2. The attempt at a solution

This isn't an actual homework question; I'm just cross-posting this thread because I'm terribly impatient and there is much more traffic here.

2. Dec 25, 2012

### Staff: Mentor

Re: Derive the following kinematics equation using the position and velocity equation

Solve for t in the second equation, and substitute it into the first equation.

3. Dec 25, 2012

### tahayassen

Re: Derive the following kinematics equation using the position and velocity equation

Thanks.

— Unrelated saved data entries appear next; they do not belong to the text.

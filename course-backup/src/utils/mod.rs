//! Utility modules for the course backup tool.

pub mod errors;
pub mod logger;

pub use errors::{BackupError, Result};
//! SIGTERM / SIGINT handling for the scheduled mode.
//!
//! A signal stops new runs from being scheduled. A run that is already in
//! progress is left to finish.

use tokio::signal;
use tokio::sync::broadcast;
use tracing::{error, info, warn};

pub struct ShutdownCoordinator {
    shutdown_tx: broadcast::Sender<()>,
}

impl ShutdownCoordinator {
    pub fn new() -> Self {
        let (shutdown_tx, _) = broadcast::channel(1);
        Self { shutdown_tx }
    }

    pub fn subscribe(&self) -> broadcast::Receiver<()> {
        self.shutdown_tx.subscribe()
    }

    /// Notify every subscriber. Returns `false` when nobody was listening.
    pub fn trigger(&self) -> bool {
        match self.shutdown_tx.send(()) {
            Ok(_) => true,
            Err(e) => {
                warn!("Failed to broadcast shutdown signal: {}", e);
                false
            }
        }
    }

    /// Wait for SIGINT or SIGTERM, then notify subscribers.
    pub async fn wait_for_signal(&self) -> bool {
        let ctrl_c = async {
            if let Err(e) = signal::ctrl_c().await {
                error!("Failed to listen for Ctrl+C: {}", e);
                std::future::pending::<()>().await;
            }
        };

        #[cfg(unix)]
        let terminate = async {
            match signal::unix::signal(signal::unix::SignalKind::terminate()) {
                Ok(mut sigterm) => {
                    sigterm.recv().await;
                }
                Err(e) => {
                    error!("Failed to install SIGTERM handler: {}", e);
                    std::future::pending::<()>().await;
                }
            }
        };

        #[cfg(not(unix))]
        let terminate = std::future::pending::<()>();

        tokio::select! {
            _ = ctrl_c => {
                info!("Received SIGINT (Ctrl+C), stopping the scheduler...");
            }
            _ = terminate => {
                info!("Received SIGTERM, stopping the scheduler...");
            }
        }

        self.trigger()
    }
}

impl Default for ShutdownCoordinator {
    fn default() -> Self {
        Self::new()
    }
}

That derivation took much longer than expected.

Last edited: Dec 25, 2012
4. Dec 25, 2012

### ehild

Re: Derive the following kinematics equation using the position and velocity equation

You can connect the equation to work-energy theorem. The work done on a particle is equal to the change of its kinetic energy. Work done is displacement times force. Force is F=ma. $$W=(y_f-y_i)ma=1/2(mv_f^2-mv_i^2)$$. Cancel m.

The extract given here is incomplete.